Results: HCB selectively inhibited CYP3A4-mediated biosynthesis of (±)-14,15-EET with an IC50 of 4.7±0.2 uM vs. 64.8±6.5 uM for 8,9-EET and 26.5±1.9 uM for 11,12-EET. At 24 hours, HCB inhibited proliferation of MCF-7 (ER+HER2-), BT474 (ER+HER2+) and MDA-MB-231 (ER-HER2-) cells at IC50 of 8.4±1.2, 11±1.3 and 15±0.9 uM, respectively. At 48 hours, HCB inhibited proliferation of aromatase inhibitor and fulvestrant resistant (LR,FR), and cyclin dependent kinase inhibitor (CDKi) palbociclib resistant (LR,FR,PR) MCF-7 cell lines; LR,FR MCF-7AC1 (IC50 =1.34±0.1 uM) and LR,FR,PR MCF-7AC1 (IC50 =1.64±0.2 uM). Addition of 14,15-EET (1 uM) partially rescues MCF-7 cells from HCB-mediated inhibition of proliferation.

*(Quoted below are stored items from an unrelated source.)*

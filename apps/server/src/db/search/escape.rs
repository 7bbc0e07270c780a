//! Free-text query sanitizing.
//!
//! User text goes into a `query_string` query, so the full Lucene syntax
//! stays available (`title:map*`, `"exact phrase"`, `a OR b`). The one
//! character escaped is `/`, which would otherwise open a regular
//! expression and turn a search for a date like `1/2/1900` into a
//! regex match.

pub(crate) fn sanitize_query_text(input: &str) -> String {
    let mut out = String::with_capacity(input.len());
    let mut prev_backslash = false;
    for c in input.trim().chars() {
        if c == '/' && !prev_backslash {
            out.push('\\');
        }
        prev_backslash = c == '\\' && !prev_backslash;
        out.push(c);
    }
    out
}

OXPHOS is promoted, in part, by EETs. HCB is a potent OXPHOS inhibitor and rapidly inhibits O2 consumption of the MCF-7 and ZR75 (ER+HER2-) cells in a dose-dependent fashion (P<0.05). HCB treatment (10 uM) reduces mitochondrial membrane potential to 57.4±15.3% (P<0.001) of vehicle control in MCF-7 cells. Treatment with HCB at 20 uM for 0.5 hour also causes mitochondrial swelling in MCF-7 cells. HCB (10 uM) activates AMPK within 0.5 hour and increases the level of phosphorylation from 2.4±0.3 to 25.1±6.0 folds in a time dependent fashion in MCF-7 cells from 0.5-24 hours.
Conclusion: These results show that HCB inhibits proliferation of ER+HER2- breast cancer cells, in part through inhibition of OXPHOS and suppression of the CYP product 14,15-EET. This inhibition is highly active in hormonal therapy and CDKi resistant ER+HER2- breast cancer cells. These results suggest that HCB is a novel and potent biguanide that has potential to be developed for inhibition of hormone therapy resistant and CDKi resistant breast cancer.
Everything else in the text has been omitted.